_Work instruction_:
Report every line of the records beneath this task that holds the string "CommentMap".

=====

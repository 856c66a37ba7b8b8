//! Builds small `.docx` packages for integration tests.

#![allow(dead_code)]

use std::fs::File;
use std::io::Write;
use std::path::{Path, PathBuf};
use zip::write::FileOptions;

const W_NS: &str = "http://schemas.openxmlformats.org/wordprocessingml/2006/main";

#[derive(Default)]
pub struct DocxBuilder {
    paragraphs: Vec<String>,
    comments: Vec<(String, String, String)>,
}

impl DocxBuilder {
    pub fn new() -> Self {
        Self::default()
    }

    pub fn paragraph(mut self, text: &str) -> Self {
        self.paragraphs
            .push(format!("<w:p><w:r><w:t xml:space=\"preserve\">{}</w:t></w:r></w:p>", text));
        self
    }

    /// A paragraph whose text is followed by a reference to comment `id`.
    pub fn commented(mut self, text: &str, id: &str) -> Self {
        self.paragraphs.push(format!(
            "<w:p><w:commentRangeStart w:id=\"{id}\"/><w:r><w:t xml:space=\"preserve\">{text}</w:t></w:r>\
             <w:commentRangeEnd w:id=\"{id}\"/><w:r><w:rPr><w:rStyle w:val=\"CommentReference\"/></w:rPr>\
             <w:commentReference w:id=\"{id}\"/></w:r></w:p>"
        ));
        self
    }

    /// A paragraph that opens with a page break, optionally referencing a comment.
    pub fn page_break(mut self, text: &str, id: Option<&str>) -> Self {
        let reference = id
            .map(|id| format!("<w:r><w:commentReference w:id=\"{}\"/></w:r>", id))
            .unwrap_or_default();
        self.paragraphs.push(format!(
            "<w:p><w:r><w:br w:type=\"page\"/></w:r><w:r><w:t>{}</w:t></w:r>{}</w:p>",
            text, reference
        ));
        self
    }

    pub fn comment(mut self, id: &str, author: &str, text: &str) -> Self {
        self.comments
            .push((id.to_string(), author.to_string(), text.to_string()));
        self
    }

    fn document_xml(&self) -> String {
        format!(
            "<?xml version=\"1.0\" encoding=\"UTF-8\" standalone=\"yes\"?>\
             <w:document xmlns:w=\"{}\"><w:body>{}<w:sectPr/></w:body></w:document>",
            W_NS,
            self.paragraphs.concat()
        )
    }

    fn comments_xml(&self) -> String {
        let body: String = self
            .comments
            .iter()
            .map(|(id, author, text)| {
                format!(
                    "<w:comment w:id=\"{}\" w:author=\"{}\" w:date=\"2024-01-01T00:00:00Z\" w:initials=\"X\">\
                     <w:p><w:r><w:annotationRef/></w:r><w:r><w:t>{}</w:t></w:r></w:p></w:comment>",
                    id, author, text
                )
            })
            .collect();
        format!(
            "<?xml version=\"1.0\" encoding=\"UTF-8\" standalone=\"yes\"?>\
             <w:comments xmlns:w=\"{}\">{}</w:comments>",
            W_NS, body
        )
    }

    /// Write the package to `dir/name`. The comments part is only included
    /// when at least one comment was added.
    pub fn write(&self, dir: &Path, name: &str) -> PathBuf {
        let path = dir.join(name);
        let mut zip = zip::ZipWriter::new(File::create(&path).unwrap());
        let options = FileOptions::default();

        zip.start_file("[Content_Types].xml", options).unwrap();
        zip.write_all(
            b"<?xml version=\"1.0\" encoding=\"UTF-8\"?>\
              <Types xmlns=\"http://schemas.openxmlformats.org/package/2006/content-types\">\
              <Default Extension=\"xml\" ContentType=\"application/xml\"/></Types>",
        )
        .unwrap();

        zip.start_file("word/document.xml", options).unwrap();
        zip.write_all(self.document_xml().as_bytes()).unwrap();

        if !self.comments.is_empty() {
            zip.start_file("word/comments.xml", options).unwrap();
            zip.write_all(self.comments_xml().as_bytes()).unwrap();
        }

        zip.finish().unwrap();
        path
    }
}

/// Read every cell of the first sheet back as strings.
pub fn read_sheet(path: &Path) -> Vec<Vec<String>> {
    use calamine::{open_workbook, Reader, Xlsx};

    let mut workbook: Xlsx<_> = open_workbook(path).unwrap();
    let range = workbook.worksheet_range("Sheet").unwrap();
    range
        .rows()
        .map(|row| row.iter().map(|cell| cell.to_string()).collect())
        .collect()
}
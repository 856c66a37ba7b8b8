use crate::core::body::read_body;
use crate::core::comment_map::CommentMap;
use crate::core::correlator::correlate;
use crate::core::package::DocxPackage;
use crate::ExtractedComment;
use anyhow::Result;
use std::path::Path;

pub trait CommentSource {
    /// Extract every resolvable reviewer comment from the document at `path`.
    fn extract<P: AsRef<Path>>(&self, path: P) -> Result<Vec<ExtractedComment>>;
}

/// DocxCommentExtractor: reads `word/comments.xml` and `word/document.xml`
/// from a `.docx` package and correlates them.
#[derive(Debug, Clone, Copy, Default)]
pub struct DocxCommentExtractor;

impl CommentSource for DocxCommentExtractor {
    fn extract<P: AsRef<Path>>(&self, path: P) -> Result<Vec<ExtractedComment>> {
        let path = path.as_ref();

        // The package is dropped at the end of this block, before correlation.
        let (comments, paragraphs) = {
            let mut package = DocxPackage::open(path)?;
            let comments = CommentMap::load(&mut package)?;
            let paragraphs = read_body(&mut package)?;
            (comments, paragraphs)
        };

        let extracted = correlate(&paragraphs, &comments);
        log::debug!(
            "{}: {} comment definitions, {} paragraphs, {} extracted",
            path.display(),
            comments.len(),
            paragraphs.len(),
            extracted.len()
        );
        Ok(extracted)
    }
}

=====

_Response_:
use crate::core::comment_map::CommentMap;
            let comments = CommentMap::load(&mut package)?;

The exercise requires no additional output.